[[ Information supplied open ]]

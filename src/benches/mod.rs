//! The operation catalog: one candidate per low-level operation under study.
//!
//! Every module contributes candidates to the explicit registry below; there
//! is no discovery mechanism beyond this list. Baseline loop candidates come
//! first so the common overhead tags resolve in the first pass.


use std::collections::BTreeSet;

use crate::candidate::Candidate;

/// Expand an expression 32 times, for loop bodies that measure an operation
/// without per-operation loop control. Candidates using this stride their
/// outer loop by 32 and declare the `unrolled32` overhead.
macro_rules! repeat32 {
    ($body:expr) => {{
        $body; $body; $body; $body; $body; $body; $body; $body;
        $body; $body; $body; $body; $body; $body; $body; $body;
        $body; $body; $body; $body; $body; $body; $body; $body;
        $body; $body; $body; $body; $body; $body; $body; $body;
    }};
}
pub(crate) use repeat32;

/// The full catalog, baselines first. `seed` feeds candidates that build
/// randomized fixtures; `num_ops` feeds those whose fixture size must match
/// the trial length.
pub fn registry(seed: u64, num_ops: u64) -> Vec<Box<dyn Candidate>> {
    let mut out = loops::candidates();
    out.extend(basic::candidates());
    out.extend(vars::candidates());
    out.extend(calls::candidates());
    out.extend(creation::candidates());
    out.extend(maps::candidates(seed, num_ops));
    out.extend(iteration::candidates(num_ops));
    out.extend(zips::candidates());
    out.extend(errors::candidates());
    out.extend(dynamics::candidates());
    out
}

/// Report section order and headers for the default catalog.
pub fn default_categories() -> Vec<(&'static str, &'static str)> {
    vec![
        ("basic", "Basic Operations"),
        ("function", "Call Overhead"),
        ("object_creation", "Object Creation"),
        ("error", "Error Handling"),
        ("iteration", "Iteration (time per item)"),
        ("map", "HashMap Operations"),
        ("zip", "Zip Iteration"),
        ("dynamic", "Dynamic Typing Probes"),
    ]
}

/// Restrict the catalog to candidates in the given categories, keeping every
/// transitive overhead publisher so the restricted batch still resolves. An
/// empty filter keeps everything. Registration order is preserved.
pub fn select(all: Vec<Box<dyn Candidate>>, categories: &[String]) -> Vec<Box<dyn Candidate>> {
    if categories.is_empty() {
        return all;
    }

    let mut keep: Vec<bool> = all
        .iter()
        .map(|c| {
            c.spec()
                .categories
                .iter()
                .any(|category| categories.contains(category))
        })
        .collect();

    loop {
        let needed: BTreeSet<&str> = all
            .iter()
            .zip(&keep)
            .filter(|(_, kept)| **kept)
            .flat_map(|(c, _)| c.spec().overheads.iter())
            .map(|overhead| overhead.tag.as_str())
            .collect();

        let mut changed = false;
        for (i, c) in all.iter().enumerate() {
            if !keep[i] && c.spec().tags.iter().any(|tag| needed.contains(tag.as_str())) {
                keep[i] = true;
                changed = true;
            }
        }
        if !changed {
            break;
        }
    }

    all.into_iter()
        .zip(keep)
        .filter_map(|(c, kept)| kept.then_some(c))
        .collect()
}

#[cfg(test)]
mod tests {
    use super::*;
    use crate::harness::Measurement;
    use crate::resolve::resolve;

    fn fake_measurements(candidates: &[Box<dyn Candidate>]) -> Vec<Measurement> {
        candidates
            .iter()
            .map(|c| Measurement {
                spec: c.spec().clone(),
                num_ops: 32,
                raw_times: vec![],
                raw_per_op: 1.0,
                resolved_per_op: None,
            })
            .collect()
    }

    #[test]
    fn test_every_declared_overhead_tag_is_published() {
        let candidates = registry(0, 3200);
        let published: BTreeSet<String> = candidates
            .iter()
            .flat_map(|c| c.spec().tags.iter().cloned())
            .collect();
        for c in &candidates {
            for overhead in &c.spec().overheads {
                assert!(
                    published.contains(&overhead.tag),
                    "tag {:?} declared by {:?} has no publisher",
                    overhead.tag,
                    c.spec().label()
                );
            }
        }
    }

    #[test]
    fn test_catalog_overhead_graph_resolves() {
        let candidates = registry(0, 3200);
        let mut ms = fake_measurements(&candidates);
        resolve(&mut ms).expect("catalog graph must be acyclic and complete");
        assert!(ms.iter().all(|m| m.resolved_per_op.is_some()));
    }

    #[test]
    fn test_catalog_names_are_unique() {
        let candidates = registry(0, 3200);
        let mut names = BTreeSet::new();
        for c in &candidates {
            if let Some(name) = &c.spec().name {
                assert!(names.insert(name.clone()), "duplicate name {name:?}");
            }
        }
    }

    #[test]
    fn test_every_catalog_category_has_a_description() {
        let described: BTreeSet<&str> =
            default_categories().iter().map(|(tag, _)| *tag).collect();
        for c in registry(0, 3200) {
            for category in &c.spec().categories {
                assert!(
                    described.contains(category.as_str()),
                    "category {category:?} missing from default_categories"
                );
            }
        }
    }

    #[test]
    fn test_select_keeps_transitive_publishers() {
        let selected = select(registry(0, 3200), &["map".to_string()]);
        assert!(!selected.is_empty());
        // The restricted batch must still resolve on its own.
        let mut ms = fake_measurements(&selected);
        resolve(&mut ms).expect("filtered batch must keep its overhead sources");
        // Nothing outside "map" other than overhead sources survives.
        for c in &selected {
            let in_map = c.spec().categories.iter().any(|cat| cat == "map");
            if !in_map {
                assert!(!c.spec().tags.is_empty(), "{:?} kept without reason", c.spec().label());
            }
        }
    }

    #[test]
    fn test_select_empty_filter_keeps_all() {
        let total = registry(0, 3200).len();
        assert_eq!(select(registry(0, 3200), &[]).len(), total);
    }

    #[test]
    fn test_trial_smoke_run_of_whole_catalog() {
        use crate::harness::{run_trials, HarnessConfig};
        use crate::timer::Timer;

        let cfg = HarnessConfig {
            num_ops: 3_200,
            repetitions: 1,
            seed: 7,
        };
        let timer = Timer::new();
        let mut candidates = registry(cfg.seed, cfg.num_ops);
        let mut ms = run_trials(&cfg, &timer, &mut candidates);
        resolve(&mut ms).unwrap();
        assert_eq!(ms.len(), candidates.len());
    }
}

[[ Information supplied closed ]]

Each line above that contains the string "crate" should be copied.

## Completed task
use crate::candidate::Candidate;
pub(crate) use repeat32;
    use crate::harness::Measurement;
    use crate::resolve::resolve;
        use crate::harness::{run_trials, HarnessConfig};
        use crate::timer::Timer;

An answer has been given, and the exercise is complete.